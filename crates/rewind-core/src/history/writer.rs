//! Turns change events into immutable versions.

use chrono::Utc;
use serde::{Deserialize, Serialize};
use std::sync::Arc;

use crate::config::{RetryPolicy, RewindConfig};
use crate::error::RewindResult;
use crate::retry::with_backoff;
use crate::traits::{LiveStore, VersionedStore};
use crate::types::{decode_batch, ChangeEvent, KeyFailure, Operation, ValueType, VersionMetadata};

/// What recording one event did.
#[derive(Debug, Clone, PartialEq, Eq, Serialize, Deserialize)]
#[serde(tag = "outcome", rename_all = "snake_case")]
pub enum WriteOutcome {
    /// A new version holding the key's value.
    Recorded {
        key: String,
        version_id: String,
        approximate: bool,
    },
    /// A delete marker for the key.
    DeleteMarked {
        key: String,
        version_id: String,
        approximate: bool,
    },
    /// Nothing was written.
    Skipped { key: String, reason: String },
}

impl WriteOutcome {
    /// The key the event was about.
    pub fn key(&self) -> &str {
        match self {
            Self::Recorded { key, .. } | Self::DeleteMarked { key, .. } | Self::Skipped { key, .. } => {
                key
            }
        }
    }

    /// Whether a version was written.
    pub fn wrote(&self) -> bool {
        !matches!(self, Self::Skipped { .. })
    }
}

/// Result for one message of a queue batch.
#[derive(Debug, Clone, PartialEq, Eq, Serialize, Deserialize)]
pub struct BatchEntry {
    #[serde(skip_serializing_if = "Option::is_none")]
    pub message_id: Option<String>,
    pub result: Result<WriteOutcome, KeyFailure>,
}

/// Records each accepted change as exactly one version.
///
/// Delivery may be duplicated or out of order; the resolver sorts by change
/// timestamp, so the writer never needs to deduplicate.
#[derive(Clone)]
pub struct VersionLogWriter {
    versioned: Arc<dyn VersionedStore>,
    live: Arc<dyn LiveStore>,
    retry: RetryPolicy,
}

impl VersionLogWriter {
    /// Create a new writer.
    pub fn new(
        versioned: Arc<dyn VersionedStore>,
        live: Arc<dyn LiveStore>,
        config: &RewindConfig,
    ) -> Self {
        Self {
            versioned,
            live,
            retry: config.retry.clone(),
        }
    }

    /// Record one event.
    pub async fn record(&self, event: &ChangeEvent) -> RewindResult<WriteOutcome> {
        match event.operation {
            Operation::Create | Operation::Update => self.record_upsert(event).await,
            Operation::Delete => self.record_delete(event).await,
            Operation::Other(ref name) => {
                tracing::warn!("Skipping {} on {}: does not change the value", name, event.key);
                Ok(WriteOutcome::Skipped {
                    key: event.key.clone(),
                    reason: format!("operation {} does not change the value", name),
                })
            }
        }
    }

    async fn record_upsert(&self, event: &ChangeEvent) -> RewindResult<WriteOutcome> {
        let key = event.key.as_str();

        let (value, value_type, live_time, live_description) = match event.value {
            Some(ref value) => (value.clone(), event.value_type, None, None),
            None => {
                let current = with_backoff(&self.retry, "get_parameter", || {
                    self.live.get_parameter(key)
                })
                .await?;
                let Some(param) = current else {
                    tracing::warn!("Skipping {} on {}: key no longer exists", event.operation, key);
                    return Ok(WriteOutcome::Skipped {
                        key: key.to_string(),
                        reason: "key no longer exists in the live store".to_string(),
                    });
                };
                (
                    param.value,
                    Some(param.value_type),
                    Some(param.last_modified),
                    param.description,
                )
            }
        };

        let value_type = value_type.unwrap_or_else(|| {
            tracing::warn!("{} carries no value type, assuming {}", key, ValueType::default());
            ValueType::default()
        });

        let (metadata, approximate) = match event.changed_at.or(live_time) {
            Some(at) => (VersionMetadata::upsert(at, value_type), false),
            None => {
                tracing::warn!(
                    "No change timestamp for {}, using ingestion time (StaleChangeTimestamp)",
                    key
                );
                (
                    VersionMetadata::upsert(Utc::now(), value_type).approximate(),
                    true,
                )
            }
        };
        let metadata = metadata.with_description(event.description.clone().or(live_description));

        let version_id = with_backoff(&self.retry, "put_version", || {
            self.versioned.put_version(key, &value, &metadata)
        })
        .await?;

        tracing::info!(
            "Recorded {} of {} as version {} at {}",
            event.operation,
            key,
            version_id,
            metadata.change_timestamp
        );
        Ok(WriteOutcome::Recorded {
            key: key.to_string(),
            version_id,
            approximate,
        })
    }

    async fn record_delete(&self, event: &ChangeEvent) -> RewindResult<WriteOutcome> {
        let key = event.key.as_str();
        let (metadata, approximate) = match event.changed_at {
            Some(at) => (VersionMetadata::deletion(at), false),
            None => {
                tracing::warn!(
                    "No change timestamp for delete of {}, using ingestion time (StaleChangeTimestamp)",
                    key
                );
                (VersionMetadata::deletion(Utc::now()).approximate(), true)
            }
        };

        let version_id = with_backoff(&self.retry, "put_delete_marker", || {
            self.versioned.put_delete_marker(key, &metadata)
        })
        .await?;

        tracing::info!(
            "Recorded delete of {} as version {} at {}",
            key,
            version_id,
            metadata.change_timestamp
        );
        Ok(WriteOutcome::DeleteMarked {
            key: key.to_string(),
            version_id,
            approximate,
        })
    }

    /// Record every message of a queue batch, in delivery order.
    ///
    /// A malformed or failing message is reported in its own entry. A fatal
    /// error (permission, unavailable store) stops the batch.
    pub async fn record_batch(&self, payload: &str) -> RewindResult<Vec<BatchEntry>> {
        let messages = decode_batch(payload)?;
        let mut entries = Vec::with_capacity(messages.len());

        for message in messages {
            let result = match message.event {
                Ok(event) => match self.record(&event).await {
                    Ok(outcome) => Ok(outcome),
                    Err(err) if err.is_fatal() => return Err(err),
                    Err(err) => {
                        tracing::warn!("Failed to record {}: {}", event.key, err);
                        Err(KeyFailure::from(&err))
                    }
                },
                Err(err) => {
                    tracing::warn!(
                        "Rejected message {}: {}",
                        message.message_id.as_deref().unwrap_or("<unknown>"),
                        err
                    );
                    Err(KeyFailure::from(&err))
                }
            };
            entries.push(BatchEntry {
                message_id: message.message_id,
                result,
            });
        }

        let written = entries
            .iter()
            .filter(|e| matches!(e.result, Ok(ref outcome) if outcome.wrote()))
            .count();
        tracing::info!("Batch of {} messages: {} versions written", entries.len(), written);
        Ok(entries)
    }
}

#[cfg(test)]
mod tests {
    use super::*;
    use crate::error::{ErrorCode, RewindError};
    use crate::traits::{LiveParameter, MockLiveStore, MockVersionedStore};
    use chrono::{DateTime, TimeZone};

    fn at(seconds: i64) -> DateTime<Utc> {
        Utc.timestamp_opt(seconds, 0).unwrap()
    }

    fn writer(versioned: MockVersionedStore, live: MockLiveStore) -> VersionLogWriter {
        let config = RewindConfig {
            retry: RetryPolicy::none(),
            ..RewindConfig::default()
        };
        VersionLogWriter::new(Arc::new(versioned), Arc::new(live), &config)
    }

    fn live_param(key: &str, value: &str, modified: i64) -> LiveParameter {
        LiveParameter {
            key: key.into(),
            value: value.into(),
            value_type: ValueType::SecureString,
            last_modified: at(modified),
            description: Some("from live".into()),
            revision: 3,
        }
    }

    #[tokio::test]
    async fn test_upsert_reads_value_from_live_store() {
        let mut live = MockLiveStore::new();
        live.expect_get_parameter()
            .returning(|key| Ok(Some(live_param(key, "secret", 90))));

        let mut versioned = MockVersionedStore::new();
        versioned
            .expect_put_version()
            .withf(|key, body, meta| {
                key == "/app/pw"
                    && body == "secret"
                    && meta.change_timestamp == at(100)
                    && meta.value_type == Some(ValueType::SecureString)
                    && meta.description.as_deref() == Some("from live")
                    && !meta.approximate
            })
            .times(1)
            .returning(|_, _, _| Ok("ver-1".into()));

        let event = ChangeEvent::new("/app/pw", Operation::Update)
            .unwrap()
            .at(at(100));
        let outcome = writer(versioned, live).record(&event).await.unwrap();
        assert_eq!(
            outcome,
            WriteOutcome::Recorded {
                key: "/app/pw".into(),
                version_id: "ver-1".into(),
                approximate: false
            }
        );
    }

    #[tokio::test]
    async fn test_upsert_falls_back_to_live_modification_time() {
        let mut live = MockLiveStore::new();
        live.expect_get_parameter()
            .returning(|key| Ok(Some(live_param(key, "v", 90))));
        let mut versioned = MockVersionedStore::new();
        versioned
            .expect_put_version()
            .withf(|_, _, meta| meta.change_timestamp == at(90))
            .times(1)
            .returning(|_, _, _| Ok("ver-1".into()));

        let event = ChangeEvent::new("/app/x", Operation::Create).unwrap();
        assert!(writer(versioned, live).record(&event).await.unwrap().wrote());
    }

    #[tokio::test]
    async fn test_vanished_key_is_skipped() {
        let mut live = MockLiveStore::new();
        live.expect_get_parameter().returning(|_| Ok(None));
        let mut versioned = MockVersionedStore::new();
        versioned.expect_put_version().never();

        let event = ChangeEvent::new("/gone", Operation::Update)
            .unwrap()
            .at(at(5));
        let outcome = writer(versioned, live).record(&event).await.unwrap();
        assert!(matches!(outcome, WriteOutcome::Skipped { .. }));
    }

    #[tokio::test]
    async fn test_missing_timestamp_is_approximate() {
        let live = MockLiveStore::new();
        let mut versioned = MockVersionedStore::new();
        versioned
            .expect_put_version()
            .withf(|_, body, meta| body == "inline" && meta.approximate)
            .times(1)
            .returning(|_, _, _| Ok("ver-9".into()));

        let event = ChangeEvent::new("/inline", Operation::Create)
            .unwrap()
            .with_value("inline", ValueType::String);
        let outcome = writer(versioned, live).record(&event).await.unwrap();
        assert!(matches!(
            outcome,
            WriteOutcome::Recorded {
                approximate: true,
                ..
            }
        ));
    }

    #[tokio::test]
    async fn test_delete_writes_marker_only() {
        let live = MockLiveStore::new();
        let mut versioned = MockVersionedStore::new();
        versioned.expect_put_version().never();
        versioned
            .expect_put_delete_marker()
            .withf(|key, meta| key == "/d" && meta.change_timestamp == at(200) && meta.value_type.is_none())
            .times(1)
            .returning(|_, _| Ok("marker-1".into()));

        let event = ChangeEvent::new("/d", Operation::Delete).unwrap().at(at(200));
        let outcome = writer(versioned, live).record(&event).await.unwrap();
        assert!(matches!(outcome, WriteOutcome::DeleteMarked { .. }));
    }

    #[tokio::test]
    async fn test_other_operations_are_skipped() {
        let versioned = MockVersionedStore::new();
        let live = MockLiveStore::new();
        let event = ChangeEvent::new("/l", Operation::from_name("LabelParameterVersion")).unwrap();
        let outcome = writer(versioned, live).record(&event).await.unwrap();
        assert!(!outcome.wrote());
        assert_eq!(outcome.key(), "/l");
    }

    #[tokio::test]
    async fn test_batch_isolates_malformed_messages() {
        let live = MockLiveStore::new();
        let mut versioned = MockVersionedStore::new();
        versioned
            .expect_put_delete_marker()
            .times(1)
            .returning(|_, _| Ok("marker".into()));

        let payload = serde_json::json!({
            "Records": [
                {"messageId": "m1", "body": "not json"},
                {"messageId": "m2", "body": serde_json::json!({
                    "time": "2024-01-01T00:00:00Z",
                    "detail": {"name": "/a", "type": "String", "operation": "Delete"}
                }).to_string()}
            ]
        })
        .to_string();

        let entries = writer(versioned, live).record_batch(&payload).await.unwrap();
        assert_eq!(entries.len(), 2);
        let failure = entries[0].result.as_ref().unwrap_err();
        assert_eq!(failure.code, ErrorCode::EventMalformed);
        assert!(entries[1].result.is_ok());
    }

    #[tokio::test]
    async fn test_batch_aborts_on_permission_error() {
        let live = MockLiveStore::new();
        let mut versioned = MockVersionedStore::new();
        versioned
            .expect_put_delete_marker()
            .times(1)
            .returning(|_, _| Err(RewindError::permission("denied")));

        let body = serde_json::json!({
            "time": "2024-01-01T00:00:00Z",
            "detail": {"name": "/a", "type": "String", "operation": "Delete"}
        })
        .to_string();
        let payload = serde_json::json!({
            "Records": [{"messageId": "m1", "body": body}, {"messageId": "m2", "body": body}]
        })
        .to_string();

        let result = writer(versioned, live).record_batch(&payload).await;
        assert!(matches!(result, Err(RewindError::Permission { .. })));
    }
}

> [Work task] Tally the lines above that hold "ErrorCode" and write the result as a lone number.

> [Solution to this problem] 2